The train is packed on your way home after fighting Wanderers all day but Xavier doesn't notice until he sits down and realizes the person sitting next to him isn't his partner.
But before he can give up his seat for you, you're sitting across his lap and resting your head on his shoulder. He watches you settle, amused and flustered by your boldness to do something like this in public.
"I don't think this is allowed for safety." He says gently, not wanting to wake you. "But if you're that tired..."
Xavier holds you close, making sure you don't fall off his lap from the movement of the train, and peacefully dozes with you until you're home.
Rafayel
“You’re supposed to be my bodyguard — why aren’t I sitting on your lap?”
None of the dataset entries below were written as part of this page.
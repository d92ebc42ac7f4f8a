//! Control-loop dispatcher.
//!
//! One entry point per lifecycle event. Each handler reads the loaded
//! [`SessionContext`], decides allow/block, and queues the state changes; the
//! caller persists the context once afterwards.
//!
//! Order of checks in `before-action`:
//! 1. destructive command signatures (unconditional)
//! 2. operator-only commands and writes into `.loopguard/`
//! 3. halted loop (breaker open, handoff, iteration ceiling) in autonomous mode
//! 4. commit-time scope check against staged files
//! 5. edit-time scope check on write-like operations
//! 6. ceiling warnings

use anyhow::Result;
use minijinja::context;
use serde::Serialize;
use serde_json::json;
use tracing::{debug, info, instrument, warn};

use crate::checkpoint::CheckpointManager;
use crate::core::abandonment::{Category, Classifier, ClassifyContext, PatternClassifier};
use crate::core::attempt::{AttemptEvent, AttemptState, advance};
use crate::core::breaker::{AttemptOutcome, Ladder, apply_outcome};
use crate::core::commands::{is_git_commit, is_within, operator_invocation, protected_write};
use crate::core::danger::{DangerContext, check_command};
use crate::core::outcome::{classify_result, detect_gates};
use crate::core::scope::{ScopeVerdict, ScopeViolation, relativize};
use crate::core::types::{
    ActionOutcome, Escalation, EventCategory, GateResult, HookEvent, ModelTier, SessionStatus,
};
use crate::exit_codes;
use crate::io::clock;
use crate::io::config::EditCheck;
use crate::io::context::{ResumeNote, write_resume_note};
use crate::io::git::{GitRepo, RepoState};
use crate::io::guidance::{Guidance, GuidanceEngine};
use crate::io::hook_input::HookInput;
use crate::io::init::{STATE_DIR, StatePaths};
use crate::session_context::SessionContext;

/// Binary name matched when spotting operator commands issued by the agent.
const OPERATOR_PROGRAM: &str = "loopguard";

#[derive(Debug, Clone, Copy, PartialEq, Eq, Serialize)]
#[serde(rename_all = "snake_case")]
pub enum Decision {
    Allow,
    Block,
}

/// Why a hook blocked.
#[derive(Debug, Clone, Copy, PartialEq, Eq, Serialize)]
#[serde(rename_all = "snake_case")]
pub enum BlockReason {
    ScopeViolation,
    DangerousOperation,
    /// Agent tried to change loop control state or run an operator command.
    ProtectedState,
    GateFailure,
    CircuitOpen,
    /// Tier promotion or exhausted ladder (handoff).
    Escalation,
    ExitWithoutCompletion,
    IterationCeiling,
}

impl BlockReason {
    pub fn as_str(self) -> &'static str {
        match self {
            BlockReason::ScopeViolation => "scope_violation",
            BlockReason::DangerousOperation => "dangerous_operation",
            BlockReason::ProtectedState => "protected_state",
            BlockReason::GateFailure => "gate_failure",
            BlockReason::CircuitOpen => "circuit_open",
            BlockReason::Escalation => "escalation",
            BlockReason::ExitWithoutCompletion => "exit_without_completion",
            BlockReason::IterationCeiling => "iteration_ceiling",
        }
    }
}

/// Decision returned to the host.
#[derive(Debug, Clone, PartialEq, Eq, Serialize)]
pub struct HookResponse {
    pub decision: Decision,
    pub reason: Option<BlockReason>,
    /// Text shown to the agent before its next action.
    pub guidance: Option<String>,
}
Rafayel pouts mostly for show and so he doesn’t come across as too eager. He’s barely holding back from squeezing you in a tight hug, he didn’t expect you to be so soft.
But he also didn’t expect what he said would make you self conscious. Rafayel quickly pulls you back down when you try to get off of him, wrapping his arms around your middle, making sure you stay put.
“Relax, cutie. I was just joking. You can stay for as long as you want.”
But he will expect you to return the favor whenever he wants in the future. Especially if it’s at an event and he wants to rub your relationship in other peoples’ faces.
Zayne
His reaction depends on where you are and what the situation is.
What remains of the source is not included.